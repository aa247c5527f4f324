//! Register tables of the two heater models
//!
//! Each heater is read through an ordered list of probes. A probe names
//! one or two register addresses, the value type it reports as and how the
//! raw response turns into the reported value.

use core::ops::RangeInclusive;

use stovelink_protocol::{DeviceId, ValueType};

/// Header of the on/off write, shared by both models
pub const SWITCH_HEADER: [u8; 2] = [0x80, 0xE8];

/// State byte that switches a heater on
pub const STATE_ON: u8 = 0x55;

/// State byte that switches a heater off
pub const STATE_OFF: u8 = 0xAA;

/// How the raw response becomes `value1`
#[derive(Debug, Clone, Copy, PartialEq, Eq)]
#[cfg_attr(feature = "defmt", derive(defmt::Format))]
pub enum Transform {
    /// `value1 = raw[1]`
    Identity,
    /// The register reports one more than the value (wrapping)
    MinusOne,
    /// `(0x04, 0x00)` is off, `(0x05, 0x01)` is on
    StandbyPattern,
}

impl Transform {
    /// Derive `value1` from a raw response
    ///
    /// `None` when the response does not match a pattern the transform
    /// knows about.
    pub fn apply(self, raw: &[u8; 4]) -> Option<u8> {
        match self {
            Transform::Identity => Some(raw[1]),
            Transform::MinusOne => Some(raw[1].wrapping_sub(1)),
            Transform::StandbyPattern => match (raw[0], raw[1]) {
                (0x04, 0x00) => Some(0),
                (0x05, 0x01) => Some(1),
                _ => None,
            },
        }
    }

    /// Raw encoding of a value written to the heater
    pub fn encode(self, value: u8) -> u8 {
        match self {
            Transform::MinusOne => value.wrapping_add(1),
            Transform::Identity | Transform::StandbyPattern => value,
        }
    }
}

/// One logical measurement probe
#[derive(Debug, Clone, Copy, PartialEq, Eq)]
#[cfg_attr(feature = "defmt", derive(defmt::Format))]
pub struct RegisterCommand {
    /// Also read `second_address` (values wider than one byte)
    pub read_second: bool,
    pub first_address: [u8; 2],
    pub second_address: [u8; 2],
    /// Tag of the status update this probe produces
    pub value_type: ValueType,
    pub transform: Transform,
}

impl RegisterCommand {
    const fn single(address: [u8; 2], value_type: ValueType, transform: Transform) -> Self {
        Self {
            read_second: false,
            first_address: address,
            second_address: [0x00, 0x00],
            value_type,
            transform,
        }
    }

    const fn pair(first: [u8; 2], second: [u8; 2], value_type: ValueType) -> Self {
        Self {
            read_second: true,
            first_address: first,
            second_address: second,
            value_type,
            transform: Transform::Identity,
        }
    }

    /// Number of response bytes a complete read returns
    pub fn response_len(&self) -> usize {
        if self.read_second {
            4
        } else {
            2
        }
    }
}

/// How bytes must be put on a heater's service wire
#[derive(Debug, Clone, Copy, PartialEq, Eq)]
#[cfg_attr(feature = "defmt", derive(defmt::Format))]
pub enum Turnaround {
    /// Flush after every byte before sending the next
    PerByte,
    /// Send the whole command in one write
    Block,
}

/// Static description of one heater model
#[derive(Debug, Clone, PartialEq, Eq)]
pub struct DeviceProfile {
    pub id: DeviceId,
    pub probes: &'static [RegisterCommand],
    pub turnaround: Turnaround,
    /// Header of the set-power write
    pub power_header: [u8; 2],
    /// Power levels the heater accepts
    pub power_range: RangeInclusive<u8>,
}

impl DeviceProfile {
    /// Number of probes in the table
    pub fn probe_count(&self) -> usize {
        self.probes.len()
    }

    /// Probe at a cursor position, `None` past the end of the table
    pub fn probe(&self, position: usize) -> Option<&'static RegisterCommand> {
        self.probes.get(position)
    }

    /// Position of the probe reporting `value_type`
    pub fn probe_index(&self, value_type: ValueType) -> Option<usize> {
        self.probes.iter().position(|p| p.value_type == value_type)
    }
}

// Living room stove
const HEATER_1_PROBES: [RegisterCommand; 6] = [
    RegisterCommand::single([0x20, 0x00], ValueType::State, Transform::Identity),
    RegisterCommand::single([0x00, 0xE7], ValueType::Power, Transform::MinusOne),
    // value2 is the high byte above 255 °C
    RegisterCommand::pair([0x00, 0x5F], [0x00, 0x60], ValueType::SmokeTemperature),
    RegisterCommand::single([0x20, 0x71], ValueType::Ventilation, Transform::Identity),
    RegisterCommand::single([0x20, 0x64], ValueType::Standby, Transform::Identity),
    RegisterCommand::single([0x20, 0xEB], ValueType::Mode, Transform::Identity),
];

// Cellar stove
const HEATER_2_PROBES: [RegisterCommand; 4] = [
    RegisterCommand::single([0x00, 0x21], ValueType::State, Transform::Identity),
    RegisterCommand::single([0x20, 0xD0], ValueType::Power, Transform::Identity),
    RegisterCommand::single([0x00, 0x5C], ValueType::SmokeTemperature, Transform::Identity),
    RegisterCommand::single([0x20, 0xE4], ValueType::Standby, Transform::StandbyPattern),
];

/// Heater 1 (device id 1), single wire with per-byte turnaround
pub static HEATER_1: DeviceProfile = DeviceProfile {
    id: DeviceId::Heater1,
    probes: &HEATER_1_PROBES,
    turnaround: Turnaround::PerByte,
    power_header: [0xA0, 0x01],
    power_range: 1..=5,
};

/// Heater 2 (device id 2), block writes
pub static HEATER_2: DeviceProfile = DeviceProfile {
    id: DeviceId::Heater2,
    probes: &HEATER_2_PROBES,
    turnaround: Turnaround::Block,
    power_header: [0xA0, 0xD0],
    power_range: 0..=5,
};

/// Length of the longer table; the shared cursor runs over `0..MAX_PROBES`
pub const MAX_PROBES: usize = max(HEATER_1_PROBES.len(), HEATER_2_PROBES.len());

const fn max(a: usize, b: usize) -> usize {
    if a > b {
        a
    } else {
        b
    }
}

/// Profile of a heater
pub fn profile(device: DeviceId) -> &'static DeviceProfile {
    match device {
        DeviceId::Heater1 => &HEATER_1,
        DeviceId::Heater2 => &HEATER_2,
    }
}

— Problem —
Using the entries, count the lines that hold the string "None"; nothing but the number is needed.

— Task answer —
3